Exercise objective: Lines containing the word "AtomicBool" are the ones to copy from the records below.

Recorded data:
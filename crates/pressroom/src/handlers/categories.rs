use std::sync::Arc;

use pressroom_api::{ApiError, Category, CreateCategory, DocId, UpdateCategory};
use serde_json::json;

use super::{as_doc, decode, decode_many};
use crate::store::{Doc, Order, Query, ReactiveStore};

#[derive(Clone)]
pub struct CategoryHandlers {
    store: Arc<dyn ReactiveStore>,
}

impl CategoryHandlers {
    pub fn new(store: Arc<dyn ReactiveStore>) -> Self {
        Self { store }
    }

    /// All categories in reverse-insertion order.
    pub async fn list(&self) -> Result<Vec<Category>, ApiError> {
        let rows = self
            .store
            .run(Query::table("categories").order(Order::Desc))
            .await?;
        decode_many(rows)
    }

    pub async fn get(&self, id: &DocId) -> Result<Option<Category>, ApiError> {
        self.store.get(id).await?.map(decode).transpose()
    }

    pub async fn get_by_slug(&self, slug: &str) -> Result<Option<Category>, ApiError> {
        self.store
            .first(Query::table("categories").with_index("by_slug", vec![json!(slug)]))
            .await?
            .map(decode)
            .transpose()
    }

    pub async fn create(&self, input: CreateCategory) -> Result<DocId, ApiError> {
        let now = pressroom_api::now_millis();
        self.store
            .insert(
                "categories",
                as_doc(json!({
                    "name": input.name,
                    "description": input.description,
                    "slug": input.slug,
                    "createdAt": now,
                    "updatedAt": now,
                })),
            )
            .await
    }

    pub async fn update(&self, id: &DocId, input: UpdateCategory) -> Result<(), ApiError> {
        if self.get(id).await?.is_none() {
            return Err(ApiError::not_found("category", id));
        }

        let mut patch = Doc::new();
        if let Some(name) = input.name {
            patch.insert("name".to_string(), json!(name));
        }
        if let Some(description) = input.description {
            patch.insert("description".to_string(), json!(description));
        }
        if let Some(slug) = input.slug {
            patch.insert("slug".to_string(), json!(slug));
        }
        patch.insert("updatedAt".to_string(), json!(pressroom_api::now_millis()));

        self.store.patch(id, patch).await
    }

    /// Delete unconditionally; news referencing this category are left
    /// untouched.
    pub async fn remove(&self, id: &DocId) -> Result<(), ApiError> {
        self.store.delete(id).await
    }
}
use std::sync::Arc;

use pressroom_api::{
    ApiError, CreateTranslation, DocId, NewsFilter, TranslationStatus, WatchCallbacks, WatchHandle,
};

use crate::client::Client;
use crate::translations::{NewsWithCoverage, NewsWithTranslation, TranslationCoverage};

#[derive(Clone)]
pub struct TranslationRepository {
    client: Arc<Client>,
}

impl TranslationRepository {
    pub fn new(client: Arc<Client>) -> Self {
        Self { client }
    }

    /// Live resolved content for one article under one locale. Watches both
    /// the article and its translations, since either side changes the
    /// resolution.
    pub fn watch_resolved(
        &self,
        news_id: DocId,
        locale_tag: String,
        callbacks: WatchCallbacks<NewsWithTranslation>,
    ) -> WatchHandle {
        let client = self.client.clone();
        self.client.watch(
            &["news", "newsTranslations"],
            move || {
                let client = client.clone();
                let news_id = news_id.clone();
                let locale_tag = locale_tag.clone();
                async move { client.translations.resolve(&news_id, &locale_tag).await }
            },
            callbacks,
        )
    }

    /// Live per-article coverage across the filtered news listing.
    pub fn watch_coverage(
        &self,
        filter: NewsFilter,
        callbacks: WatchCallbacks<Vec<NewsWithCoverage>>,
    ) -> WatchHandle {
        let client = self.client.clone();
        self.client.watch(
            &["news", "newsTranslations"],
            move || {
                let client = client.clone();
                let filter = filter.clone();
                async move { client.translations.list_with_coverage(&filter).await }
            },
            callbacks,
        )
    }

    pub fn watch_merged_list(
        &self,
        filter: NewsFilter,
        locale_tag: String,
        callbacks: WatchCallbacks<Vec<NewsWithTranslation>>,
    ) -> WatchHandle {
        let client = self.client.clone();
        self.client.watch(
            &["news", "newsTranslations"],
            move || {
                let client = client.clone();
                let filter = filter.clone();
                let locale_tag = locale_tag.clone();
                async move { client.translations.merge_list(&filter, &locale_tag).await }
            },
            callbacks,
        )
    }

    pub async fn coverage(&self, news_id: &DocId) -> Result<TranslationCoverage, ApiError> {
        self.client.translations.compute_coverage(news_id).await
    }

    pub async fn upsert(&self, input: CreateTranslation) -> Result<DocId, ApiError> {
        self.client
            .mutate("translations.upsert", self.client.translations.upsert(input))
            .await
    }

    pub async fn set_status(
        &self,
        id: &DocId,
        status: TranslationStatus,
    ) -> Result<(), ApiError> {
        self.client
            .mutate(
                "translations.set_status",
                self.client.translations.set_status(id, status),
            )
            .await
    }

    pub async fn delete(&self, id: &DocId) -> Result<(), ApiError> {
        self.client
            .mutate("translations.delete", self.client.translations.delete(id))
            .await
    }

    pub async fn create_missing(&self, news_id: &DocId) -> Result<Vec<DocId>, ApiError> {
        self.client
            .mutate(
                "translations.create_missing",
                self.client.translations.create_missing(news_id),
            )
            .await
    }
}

---

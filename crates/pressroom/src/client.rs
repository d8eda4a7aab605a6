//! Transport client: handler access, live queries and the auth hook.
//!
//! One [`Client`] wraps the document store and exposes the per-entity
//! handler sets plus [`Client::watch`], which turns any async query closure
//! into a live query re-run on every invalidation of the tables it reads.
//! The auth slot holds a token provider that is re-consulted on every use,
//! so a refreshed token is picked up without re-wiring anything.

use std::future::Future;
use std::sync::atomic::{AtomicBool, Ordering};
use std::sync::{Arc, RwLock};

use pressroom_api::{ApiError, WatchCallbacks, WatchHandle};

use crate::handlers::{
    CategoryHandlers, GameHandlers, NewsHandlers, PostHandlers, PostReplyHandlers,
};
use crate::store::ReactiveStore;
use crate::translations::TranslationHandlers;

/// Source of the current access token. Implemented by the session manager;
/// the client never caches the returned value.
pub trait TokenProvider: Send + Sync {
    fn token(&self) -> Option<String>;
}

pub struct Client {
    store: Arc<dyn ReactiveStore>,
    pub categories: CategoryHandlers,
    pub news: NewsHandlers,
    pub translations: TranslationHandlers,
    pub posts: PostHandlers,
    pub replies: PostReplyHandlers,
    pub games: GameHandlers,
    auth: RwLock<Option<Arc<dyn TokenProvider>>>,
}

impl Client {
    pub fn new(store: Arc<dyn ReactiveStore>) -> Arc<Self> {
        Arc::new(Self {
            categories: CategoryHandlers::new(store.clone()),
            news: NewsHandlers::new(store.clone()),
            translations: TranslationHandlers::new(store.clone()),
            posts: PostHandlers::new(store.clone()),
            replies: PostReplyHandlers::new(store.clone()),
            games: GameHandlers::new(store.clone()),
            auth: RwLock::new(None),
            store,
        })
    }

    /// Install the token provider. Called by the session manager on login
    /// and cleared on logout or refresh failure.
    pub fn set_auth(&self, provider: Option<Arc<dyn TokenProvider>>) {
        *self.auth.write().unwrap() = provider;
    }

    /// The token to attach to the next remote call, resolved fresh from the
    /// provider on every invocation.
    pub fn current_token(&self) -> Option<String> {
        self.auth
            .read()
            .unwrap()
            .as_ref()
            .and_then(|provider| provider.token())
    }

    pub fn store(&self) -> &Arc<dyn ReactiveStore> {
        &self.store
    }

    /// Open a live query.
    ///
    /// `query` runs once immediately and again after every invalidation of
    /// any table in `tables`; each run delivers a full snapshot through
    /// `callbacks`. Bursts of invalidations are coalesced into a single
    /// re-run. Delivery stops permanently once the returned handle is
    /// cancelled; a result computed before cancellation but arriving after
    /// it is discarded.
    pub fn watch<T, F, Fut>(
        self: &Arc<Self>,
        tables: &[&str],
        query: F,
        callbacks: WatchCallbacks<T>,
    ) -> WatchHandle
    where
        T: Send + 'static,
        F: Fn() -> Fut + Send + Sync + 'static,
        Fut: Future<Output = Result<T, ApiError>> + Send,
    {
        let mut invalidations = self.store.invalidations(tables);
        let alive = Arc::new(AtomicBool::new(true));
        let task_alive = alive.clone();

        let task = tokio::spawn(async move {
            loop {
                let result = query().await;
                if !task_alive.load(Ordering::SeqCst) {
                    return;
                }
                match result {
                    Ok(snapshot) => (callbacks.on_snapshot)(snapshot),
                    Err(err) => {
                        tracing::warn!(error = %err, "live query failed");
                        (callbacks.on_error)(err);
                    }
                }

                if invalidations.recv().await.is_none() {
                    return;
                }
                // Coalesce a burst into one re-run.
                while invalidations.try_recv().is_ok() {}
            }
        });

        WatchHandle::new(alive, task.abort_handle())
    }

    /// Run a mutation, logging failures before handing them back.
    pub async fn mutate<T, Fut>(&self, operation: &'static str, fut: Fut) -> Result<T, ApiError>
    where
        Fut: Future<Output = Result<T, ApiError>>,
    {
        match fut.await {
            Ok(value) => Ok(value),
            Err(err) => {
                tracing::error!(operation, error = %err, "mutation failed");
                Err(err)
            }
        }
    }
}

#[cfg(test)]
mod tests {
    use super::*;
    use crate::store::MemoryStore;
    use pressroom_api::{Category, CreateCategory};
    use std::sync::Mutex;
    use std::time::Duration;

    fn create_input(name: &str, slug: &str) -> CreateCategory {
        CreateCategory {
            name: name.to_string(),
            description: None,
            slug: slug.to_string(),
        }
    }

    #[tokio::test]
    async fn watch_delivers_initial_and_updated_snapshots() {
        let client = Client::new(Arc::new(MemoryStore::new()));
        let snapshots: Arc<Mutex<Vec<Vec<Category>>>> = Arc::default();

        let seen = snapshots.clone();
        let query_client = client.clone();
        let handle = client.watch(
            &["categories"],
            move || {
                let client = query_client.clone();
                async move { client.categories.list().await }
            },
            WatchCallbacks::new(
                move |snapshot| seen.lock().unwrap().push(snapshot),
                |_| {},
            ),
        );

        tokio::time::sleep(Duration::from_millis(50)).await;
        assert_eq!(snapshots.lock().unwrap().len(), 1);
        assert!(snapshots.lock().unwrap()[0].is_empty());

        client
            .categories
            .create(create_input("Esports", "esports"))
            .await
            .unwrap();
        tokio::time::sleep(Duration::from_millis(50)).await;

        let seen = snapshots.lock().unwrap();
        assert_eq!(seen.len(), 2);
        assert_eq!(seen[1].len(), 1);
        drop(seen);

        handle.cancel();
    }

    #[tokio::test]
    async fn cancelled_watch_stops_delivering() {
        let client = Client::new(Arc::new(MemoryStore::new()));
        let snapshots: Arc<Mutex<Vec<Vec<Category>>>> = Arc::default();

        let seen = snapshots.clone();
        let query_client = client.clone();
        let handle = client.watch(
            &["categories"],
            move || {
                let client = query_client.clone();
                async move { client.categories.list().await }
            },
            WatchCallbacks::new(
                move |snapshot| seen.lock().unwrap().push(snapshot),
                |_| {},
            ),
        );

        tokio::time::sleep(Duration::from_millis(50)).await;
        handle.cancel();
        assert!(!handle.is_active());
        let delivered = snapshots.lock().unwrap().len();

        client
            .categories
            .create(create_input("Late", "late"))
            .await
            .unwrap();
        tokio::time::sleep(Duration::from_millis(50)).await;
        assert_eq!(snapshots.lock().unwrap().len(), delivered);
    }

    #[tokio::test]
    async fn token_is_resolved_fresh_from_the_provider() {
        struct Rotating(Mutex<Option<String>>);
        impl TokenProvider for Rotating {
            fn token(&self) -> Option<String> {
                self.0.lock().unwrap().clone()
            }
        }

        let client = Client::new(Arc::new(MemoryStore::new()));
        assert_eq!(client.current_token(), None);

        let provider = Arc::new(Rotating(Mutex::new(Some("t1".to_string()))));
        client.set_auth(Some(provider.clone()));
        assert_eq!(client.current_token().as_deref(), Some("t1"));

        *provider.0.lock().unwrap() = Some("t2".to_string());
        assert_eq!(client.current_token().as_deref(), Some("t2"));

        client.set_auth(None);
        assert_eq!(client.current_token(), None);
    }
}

Response to this exercise:
use std::sync::atomic::{AtomicBool, Ordering};
        let alive = Arc::new(AtomicBool::new(true));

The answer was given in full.